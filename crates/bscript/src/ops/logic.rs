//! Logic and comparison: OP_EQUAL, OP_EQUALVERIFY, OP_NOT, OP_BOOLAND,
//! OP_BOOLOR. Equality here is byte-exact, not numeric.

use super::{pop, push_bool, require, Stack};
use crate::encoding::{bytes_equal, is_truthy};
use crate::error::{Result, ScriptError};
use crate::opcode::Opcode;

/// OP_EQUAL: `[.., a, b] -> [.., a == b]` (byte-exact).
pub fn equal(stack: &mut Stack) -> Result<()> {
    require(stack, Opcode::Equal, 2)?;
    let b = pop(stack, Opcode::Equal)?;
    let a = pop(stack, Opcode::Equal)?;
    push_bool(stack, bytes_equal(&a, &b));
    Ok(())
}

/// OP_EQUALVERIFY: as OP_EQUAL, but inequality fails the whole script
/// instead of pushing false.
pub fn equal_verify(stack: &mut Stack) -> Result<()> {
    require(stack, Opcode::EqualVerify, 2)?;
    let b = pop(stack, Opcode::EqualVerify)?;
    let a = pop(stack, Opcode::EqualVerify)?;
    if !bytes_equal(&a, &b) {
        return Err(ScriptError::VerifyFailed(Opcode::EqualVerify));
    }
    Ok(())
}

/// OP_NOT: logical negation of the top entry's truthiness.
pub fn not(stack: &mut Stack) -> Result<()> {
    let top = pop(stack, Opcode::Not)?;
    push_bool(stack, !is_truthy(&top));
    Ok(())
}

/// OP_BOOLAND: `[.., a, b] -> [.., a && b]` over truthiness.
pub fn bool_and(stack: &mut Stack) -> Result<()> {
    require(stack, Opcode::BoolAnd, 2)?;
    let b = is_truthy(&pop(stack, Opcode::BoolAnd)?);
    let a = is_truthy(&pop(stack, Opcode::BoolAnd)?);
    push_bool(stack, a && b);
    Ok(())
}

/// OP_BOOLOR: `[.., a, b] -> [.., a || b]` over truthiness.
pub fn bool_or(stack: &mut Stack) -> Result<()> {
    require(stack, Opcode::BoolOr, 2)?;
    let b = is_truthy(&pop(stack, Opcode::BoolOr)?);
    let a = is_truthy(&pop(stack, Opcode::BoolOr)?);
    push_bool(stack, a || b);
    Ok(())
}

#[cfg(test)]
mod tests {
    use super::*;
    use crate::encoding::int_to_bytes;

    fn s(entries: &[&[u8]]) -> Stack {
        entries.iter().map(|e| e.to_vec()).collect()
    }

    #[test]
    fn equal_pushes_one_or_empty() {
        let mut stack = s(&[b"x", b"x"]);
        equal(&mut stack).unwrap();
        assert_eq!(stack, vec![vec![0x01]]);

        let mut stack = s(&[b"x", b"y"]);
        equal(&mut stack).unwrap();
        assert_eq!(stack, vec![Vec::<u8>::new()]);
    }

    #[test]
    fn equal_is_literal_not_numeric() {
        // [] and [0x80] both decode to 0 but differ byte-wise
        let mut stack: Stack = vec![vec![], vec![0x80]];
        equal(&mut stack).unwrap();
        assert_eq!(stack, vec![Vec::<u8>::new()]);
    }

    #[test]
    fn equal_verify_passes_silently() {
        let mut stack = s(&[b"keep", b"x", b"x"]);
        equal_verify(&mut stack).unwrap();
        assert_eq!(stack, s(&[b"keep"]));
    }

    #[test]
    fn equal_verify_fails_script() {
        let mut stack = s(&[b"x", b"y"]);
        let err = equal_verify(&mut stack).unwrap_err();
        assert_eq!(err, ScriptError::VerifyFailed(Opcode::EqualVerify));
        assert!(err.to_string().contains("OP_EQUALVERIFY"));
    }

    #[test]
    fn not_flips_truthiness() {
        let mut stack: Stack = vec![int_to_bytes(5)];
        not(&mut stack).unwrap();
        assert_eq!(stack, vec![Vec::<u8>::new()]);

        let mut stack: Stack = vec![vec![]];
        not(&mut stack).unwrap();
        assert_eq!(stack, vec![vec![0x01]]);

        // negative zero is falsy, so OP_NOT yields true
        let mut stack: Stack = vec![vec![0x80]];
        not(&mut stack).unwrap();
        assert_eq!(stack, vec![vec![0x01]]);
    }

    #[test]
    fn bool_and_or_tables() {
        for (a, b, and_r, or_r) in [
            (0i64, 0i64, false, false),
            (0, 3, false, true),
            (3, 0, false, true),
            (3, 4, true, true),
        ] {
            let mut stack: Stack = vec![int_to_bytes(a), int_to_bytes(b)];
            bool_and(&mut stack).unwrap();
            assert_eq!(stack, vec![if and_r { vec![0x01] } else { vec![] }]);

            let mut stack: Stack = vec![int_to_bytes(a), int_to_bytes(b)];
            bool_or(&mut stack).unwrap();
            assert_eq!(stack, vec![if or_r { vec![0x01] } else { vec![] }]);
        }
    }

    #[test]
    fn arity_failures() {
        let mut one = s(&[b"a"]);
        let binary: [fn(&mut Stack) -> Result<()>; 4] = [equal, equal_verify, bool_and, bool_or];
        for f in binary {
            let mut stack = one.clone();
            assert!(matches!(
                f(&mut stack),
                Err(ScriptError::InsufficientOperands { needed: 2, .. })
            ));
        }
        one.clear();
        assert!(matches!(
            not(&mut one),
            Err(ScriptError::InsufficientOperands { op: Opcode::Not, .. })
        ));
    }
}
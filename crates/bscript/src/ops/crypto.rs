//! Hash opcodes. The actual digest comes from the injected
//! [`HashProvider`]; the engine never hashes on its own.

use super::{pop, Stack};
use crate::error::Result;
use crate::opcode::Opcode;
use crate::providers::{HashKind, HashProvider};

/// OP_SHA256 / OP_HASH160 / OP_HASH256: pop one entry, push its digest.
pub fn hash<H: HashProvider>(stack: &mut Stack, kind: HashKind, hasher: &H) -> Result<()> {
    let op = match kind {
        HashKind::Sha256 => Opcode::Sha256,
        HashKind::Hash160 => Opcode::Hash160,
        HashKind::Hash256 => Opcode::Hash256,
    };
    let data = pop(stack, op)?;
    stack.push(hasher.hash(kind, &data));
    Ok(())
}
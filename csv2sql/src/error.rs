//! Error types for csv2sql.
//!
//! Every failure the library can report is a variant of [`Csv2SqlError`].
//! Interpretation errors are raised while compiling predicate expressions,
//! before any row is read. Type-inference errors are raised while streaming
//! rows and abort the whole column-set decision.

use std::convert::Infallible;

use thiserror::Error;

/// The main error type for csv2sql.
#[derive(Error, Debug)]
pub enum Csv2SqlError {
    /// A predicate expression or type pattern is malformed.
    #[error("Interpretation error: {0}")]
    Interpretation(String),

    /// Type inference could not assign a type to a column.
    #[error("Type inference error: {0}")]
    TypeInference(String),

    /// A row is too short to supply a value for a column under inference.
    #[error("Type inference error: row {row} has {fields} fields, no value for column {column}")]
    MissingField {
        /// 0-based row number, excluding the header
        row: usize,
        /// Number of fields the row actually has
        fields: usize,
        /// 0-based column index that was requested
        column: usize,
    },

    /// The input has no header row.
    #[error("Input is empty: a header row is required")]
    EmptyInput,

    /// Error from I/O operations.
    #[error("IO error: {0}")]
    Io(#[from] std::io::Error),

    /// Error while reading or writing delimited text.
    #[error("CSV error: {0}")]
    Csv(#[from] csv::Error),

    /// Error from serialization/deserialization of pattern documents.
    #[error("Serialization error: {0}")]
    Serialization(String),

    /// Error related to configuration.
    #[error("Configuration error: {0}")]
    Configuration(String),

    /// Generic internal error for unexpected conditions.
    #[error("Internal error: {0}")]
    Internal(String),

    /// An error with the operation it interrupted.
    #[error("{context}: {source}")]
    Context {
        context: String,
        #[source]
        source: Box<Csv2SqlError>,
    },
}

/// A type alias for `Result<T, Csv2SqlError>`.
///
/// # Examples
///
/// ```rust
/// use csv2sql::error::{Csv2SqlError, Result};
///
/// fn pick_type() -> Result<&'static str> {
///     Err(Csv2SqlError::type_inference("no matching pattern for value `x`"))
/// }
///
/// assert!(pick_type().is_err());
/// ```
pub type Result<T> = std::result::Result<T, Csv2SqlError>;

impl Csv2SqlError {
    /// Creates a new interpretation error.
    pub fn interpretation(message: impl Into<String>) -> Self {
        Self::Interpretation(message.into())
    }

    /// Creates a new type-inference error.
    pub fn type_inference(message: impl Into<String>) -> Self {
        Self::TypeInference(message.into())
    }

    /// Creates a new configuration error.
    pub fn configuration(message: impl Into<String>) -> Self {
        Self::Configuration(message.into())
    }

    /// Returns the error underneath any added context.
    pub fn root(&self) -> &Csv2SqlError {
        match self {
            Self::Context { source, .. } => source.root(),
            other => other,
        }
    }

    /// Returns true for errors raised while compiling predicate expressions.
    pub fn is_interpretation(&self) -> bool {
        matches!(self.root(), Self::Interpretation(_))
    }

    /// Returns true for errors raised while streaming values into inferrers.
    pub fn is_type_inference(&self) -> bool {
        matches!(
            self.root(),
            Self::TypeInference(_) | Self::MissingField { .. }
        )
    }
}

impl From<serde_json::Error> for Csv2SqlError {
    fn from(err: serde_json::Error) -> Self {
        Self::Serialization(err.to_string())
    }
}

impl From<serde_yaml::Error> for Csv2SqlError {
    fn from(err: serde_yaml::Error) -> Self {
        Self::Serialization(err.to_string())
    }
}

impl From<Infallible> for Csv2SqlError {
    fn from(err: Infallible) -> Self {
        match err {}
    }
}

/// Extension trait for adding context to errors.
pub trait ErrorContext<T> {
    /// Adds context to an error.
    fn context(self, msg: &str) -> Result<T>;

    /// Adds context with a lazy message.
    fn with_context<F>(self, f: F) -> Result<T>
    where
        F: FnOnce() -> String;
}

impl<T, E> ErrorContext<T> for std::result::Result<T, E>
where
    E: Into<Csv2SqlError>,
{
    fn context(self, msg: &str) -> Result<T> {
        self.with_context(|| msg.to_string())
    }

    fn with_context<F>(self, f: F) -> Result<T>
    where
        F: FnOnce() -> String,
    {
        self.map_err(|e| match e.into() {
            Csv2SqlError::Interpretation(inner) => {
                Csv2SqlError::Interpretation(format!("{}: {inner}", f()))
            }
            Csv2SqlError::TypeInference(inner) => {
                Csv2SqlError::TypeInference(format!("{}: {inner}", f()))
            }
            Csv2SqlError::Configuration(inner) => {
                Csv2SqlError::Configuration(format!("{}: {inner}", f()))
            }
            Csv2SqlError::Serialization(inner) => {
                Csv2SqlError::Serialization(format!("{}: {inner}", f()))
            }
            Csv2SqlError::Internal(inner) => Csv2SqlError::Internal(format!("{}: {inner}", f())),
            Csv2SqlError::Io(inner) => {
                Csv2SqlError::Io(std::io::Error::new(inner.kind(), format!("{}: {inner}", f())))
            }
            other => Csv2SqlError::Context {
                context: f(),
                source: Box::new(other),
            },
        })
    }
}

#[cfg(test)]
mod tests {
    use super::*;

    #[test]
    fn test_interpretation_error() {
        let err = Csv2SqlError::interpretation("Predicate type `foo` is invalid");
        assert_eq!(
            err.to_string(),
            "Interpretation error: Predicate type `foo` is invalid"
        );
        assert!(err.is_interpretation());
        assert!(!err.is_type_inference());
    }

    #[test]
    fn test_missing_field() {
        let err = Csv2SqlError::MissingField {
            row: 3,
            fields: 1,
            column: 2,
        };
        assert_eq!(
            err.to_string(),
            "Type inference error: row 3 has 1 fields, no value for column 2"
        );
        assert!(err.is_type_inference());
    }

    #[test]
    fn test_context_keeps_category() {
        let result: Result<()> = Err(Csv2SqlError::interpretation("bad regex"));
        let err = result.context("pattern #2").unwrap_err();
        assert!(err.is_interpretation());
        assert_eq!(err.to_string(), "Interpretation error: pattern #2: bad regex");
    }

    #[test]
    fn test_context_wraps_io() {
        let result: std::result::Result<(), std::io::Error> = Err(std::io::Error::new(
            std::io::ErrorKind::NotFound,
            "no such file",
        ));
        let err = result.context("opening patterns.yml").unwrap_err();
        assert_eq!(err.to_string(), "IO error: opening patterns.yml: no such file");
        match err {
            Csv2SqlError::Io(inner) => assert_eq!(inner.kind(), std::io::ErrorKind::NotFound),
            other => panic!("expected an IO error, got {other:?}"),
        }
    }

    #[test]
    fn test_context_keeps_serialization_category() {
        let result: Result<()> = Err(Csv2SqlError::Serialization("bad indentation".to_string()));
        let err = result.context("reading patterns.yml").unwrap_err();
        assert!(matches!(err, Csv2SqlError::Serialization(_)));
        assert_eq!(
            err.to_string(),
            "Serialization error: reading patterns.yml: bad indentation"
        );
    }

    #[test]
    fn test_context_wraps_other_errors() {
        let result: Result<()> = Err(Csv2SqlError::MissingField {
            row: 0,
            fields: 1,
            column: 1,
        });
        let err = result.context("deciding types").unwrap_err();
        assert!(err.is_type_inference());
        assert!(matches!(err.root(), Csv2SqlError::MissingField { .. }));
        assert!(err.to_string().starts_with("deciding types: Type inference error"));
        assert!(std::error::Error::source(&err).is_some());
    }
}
+++
> Task objective
Where a line in the material contains "bscript", copy that line.

> Answer area
filename crates/bscript/src/ops/logic.rs
filename crates/bscript/src/ops/crypto.rs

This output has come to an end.